The acid-catalyzed solvolysis of 2-methoxy-2-phenyl-3-butene (1-OMe) in 9.09 vol % acetonitrile in water provides 2-hydroxy-2-phenyl-3-butene (1-OH) as the predominant product under kinetic control along with the rearranged alcohol 1-hydroxy-3-phenyl-2-butene (2-OH) and a small amount of the rearranged ether 2-OMe. The more stable isomer 2-OH is the predominant product after long reaction time, K eq = [2-OH] eq/[1-OH]eq = 16. The ether 2-OMe reacts to give 2-OH and a trace of 1-OH. Solvolysis of 1-OMe in 18O-labeled water/acetonitrile shows complete incorporation of 18O in the product 1-OH, confirming that the reaction involves cleavage of the carbon−oxygen bond to the allylic carbon.
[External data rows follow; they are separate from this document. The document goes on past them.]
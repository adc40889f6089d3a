use warpnn_distance::{BandConstraint, DistanceError};

/// Errors from the sequence statistics cache.
#[derive(Debug, Clone, PartialEq, thiserror::Error)]
pub enum CacheError {
    /// Returned when a sequence index was never added to the cache.
    #[error("sequence index {index} out of range for cache of {len} sequences")]
    UnknownSequence {
        /// The requested index.
        index: usize,
        /// Number of sequences in the cache.
        len: usize,
    },

    /// Returned by read-only access when the slot was built for another band.
    #[error("envelope of sequence {index} is not built for {requested:?}")]
    StaleEnvelope {
        /// The requested index.
        index: usize,
        /// The band the caller asked for.
        requested: BandConstraint,
    },

    /// Returned when the pairwise bound matrix is used without opting in.
    #[error("pairwise lower-bound matrix is not enabled for this cache")]
    PairwiseBoundsDisabled,
}

/// Errors from sequence construction and transforms.
#[derive(Debug, Clone, PartialEq, thiserror::Error)]
pub enum SequenceError {
    /// Returned when a sequence is built without any channel.
    #[error("sequence must have at least one channel")]
    NoChannels,

    /// Returned when channels of one sequence differ in length.
    #[error("channel {channel} has length {found}, expected {expected}")]
    ChannelLengthMismatch {
        /// Offending channel.
        channel: usize,
        /// Length of channel 0.
        expected: usize,
        /// Length of the offending channel.
        found: usize,
    },

    /// Wraps a failure of the transform applied to a channel.
    #[error("transform failed: {0}")]
    Transform(#[from] DistanceError),
}

/// Errors from nearest-neighbour search, window sweeps and classification.
#[derive(Debug, Clone, PartialEq, thiserror::Error)]
pub enum SweepError {
    /// Returned when the training set is empty.
    #[error("training set is empty")]
    EmptyTrainingSet,

    /// Returned when leave-one-out needs more sequences than were given.
    #[error("leave-one-out needs at least 2 sequences, got {n}")]
    TooFewSequences {
        /// Number of sequences provided.
        n: usize,
    },

    /// Returned when the smallest window exceeds the largest.
    #[error("min_window ({min}) must not exceed max_window ({max})")]
    InvalidWindowRange {
        /// The smallest window.
        min: usize,
        /// The largest window.
        max: usize,
    },

    /// Returned when the window step is zero.
    #[error("window step must be at least 1")]
    InvalidWindowStep,

    /// Returned when a cache does not describe the sequences passed alongside it.
    #[error("cache holds {cached} sequences but {sequences} were given")]
    CacheSizeMismatch {
        /// Number of sequences passed.
        sequences: usize,
        /// Number of sequences in the cache.
        cached: usize,
    },

    /// Wraps a kernel failure, such as a length mismatch for lock-step families.
    #[error("distance error: {0}")]
    Distance(#[from] DistanceError),

    /// Wraps a cache access failure.
    #[error("cache error: {0}")]
    Cache(#[from] CacheError),
}

#[cfg(test)]
mod tests {
    use super::*;

    #[test]
    fn display_messages() {
        let err = CacheError::UnknownSequence { index: 9, len: 3 };
        assert_eq!(err.to_string(), "sequence index 9 out of range for cache of 3 sequences");
        let err = SweepError::InvalidWindowRange { min: 5, max: 2 };
        assert_eq!(err.to_string(), "min_window (5) must not exceed max_window (2)");
    }

    #[test]
    fn wraps_lower_level_errors() {
        let err: SweepError = CacheError::PairwiseBoundsDisabled.into();
        assert!(matches!(err, SweepError::Cache(CacheError::PairwiseBoundsDisabled)));
        let err: SweepError = DistanceError::EmptySeries.into();
        assert!(matches!(err, SweepError::Distance(DistanceError::EmptySeries)));
    }
}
A completely solvent-equilibrated allylic carbocation is not formed since the solvolysis of the corresponding chloride 1-chloro-3-phenyl-2-butene (2-Cl) yields a larger fraction of 1-OH. This may be attributed to a shielding effect from the chloride leaving group. Quantum chemical calculations of the geometry and charge distribution show that the cation should rather be described as a vinyl-substituted benzyl cation than as an allyl cation, which is in accord with its higher reactivity at the tertiary carbon.